Михаил прошёлся вдоль казарм. Ночь вступила в свои права. Яркие звёзды и луна освещали пространство. Часовые исправно несли службу, как и караульный на вышке. База погрузилась в сон.
Глава 19
Княжна Констанция Борисовна Оболенская сладко потянулась в шелках и кружевах, откладывая момент подъема. Ленивая мысль кружила: вставать или еще понежиться в теплой постели? Вчерашний бал у Шереметьевых, хоть и скромный по столичным меркам, удался на славу. Веселье было непринужденным, а гости, не кто попало, а искренние друзья дома, что создавало особую, теплую атмосферу. И без всякого сомнения, Констанция стала магнитом для взглядов молодых мужчин.
Вдовствующая княгиня в девятнадцать лет. Ее муж, князь Оболенский, трагически погиб на охоте. Нелепый удар судьбы: оступился конь, падение, сломанная шея. Не пробыв супругой и двух лет, Констанция облачилась в траур. Она стала хозяйкой небольшого подмосковного имения, но это было лишь формальностью. Истинный ее статус определялся кровью. Констанция была внебрачной, но признанной дочерью князя Бориса Николаевича Юсупова, чей род сиял в первых рядах богатейших династий Империи. Она и ее брат Константин были не просто признаны отцом, князь души не чаял в детях, осыпая их щедротами и открыто демонстрируя свою привязанность при дворе и в свете.
Блестящей красавицей Констанцию назвать было нельзя. Невысокая, хрупкая, она обладала чем-то неуловимо пленительным. Изяществом движений, теплым светом в глазах, редкой, обволакивающей женственностью. Ее обаяние было оружием, против которого мало кто мог устоять. Даже Зинаида Ивановна Нарышкина, вторая жена князя Юсупова, вопреки всем ожиданиям, искренне привязалась к очаровательной падчерице.
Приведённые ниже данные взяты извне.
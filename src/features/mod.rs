pub mod auth;
pub mod exports;
pub mod geo;
pub mod lookups;
pub mod map;
pub mod notifications;
pub mod reports;
pub mod users;
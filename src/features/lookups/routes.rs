use crate::features::lookups::handler;
use axum::{routing::get, Router};

pub fn routes() -> Router {
    Router::new().route("/api/lookups", get(handler::get_lookups))
}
Констанция жила с братом в роскошном особняке, купленном отцом для Константина. Эта безмятежная жизнь рухнула в одночасье с неожиданным арестом брата. Константина обвиняли в участии в кружке «молодых Патриотов России» под сомнительным патронажем английского посла и что было страшнее всего, в причастности к покушению на цесаревича. Отец и Констанция оказались раздавлены этим ударом. Узнав, что сыну грозит каторга, лишение чинов, дворянства и всего состояния, князь Юсупов, привыкший повелевать, впал в лихорадочную активность. Он метался по столице, унижался в просьбах, использовал все связи, все свое немыслимое влияние… Но два дня отчаянных усилий принесли лишь горькие отказы и ледяное равнодушие. Система, которую он знал и в которой умел действовать, вдруг стала непробиваемой стеной. Великосветское общество, всегда относившееся к князю с завистью и недоброжелательством из-за его несметного богатства, независимого нрава и поступков, которые не понимали и не принимали, отвернулось. Не найдя ни поддержки, ни сочувствия, князь потерял последнюю надежду спасти сына. Отчаявшись, он вдруг вспомнил об услышанном разговоре о назначении графа Васильева начальником восточного отделения иностранной коллегии. Кругом только и говорили о зяте графа, казачьем полковнике Иванове, который спас цесаревича во время покушения. Во время своей службы в иностранной коллегии князь не раз встречался и даже работал некоторое время в Турции под руководством Дмитрия Борисовича. Борис Николаевич вызвал дочь и, дождавшись ее, поделился с ней своей последней надеждой на графа Васильева.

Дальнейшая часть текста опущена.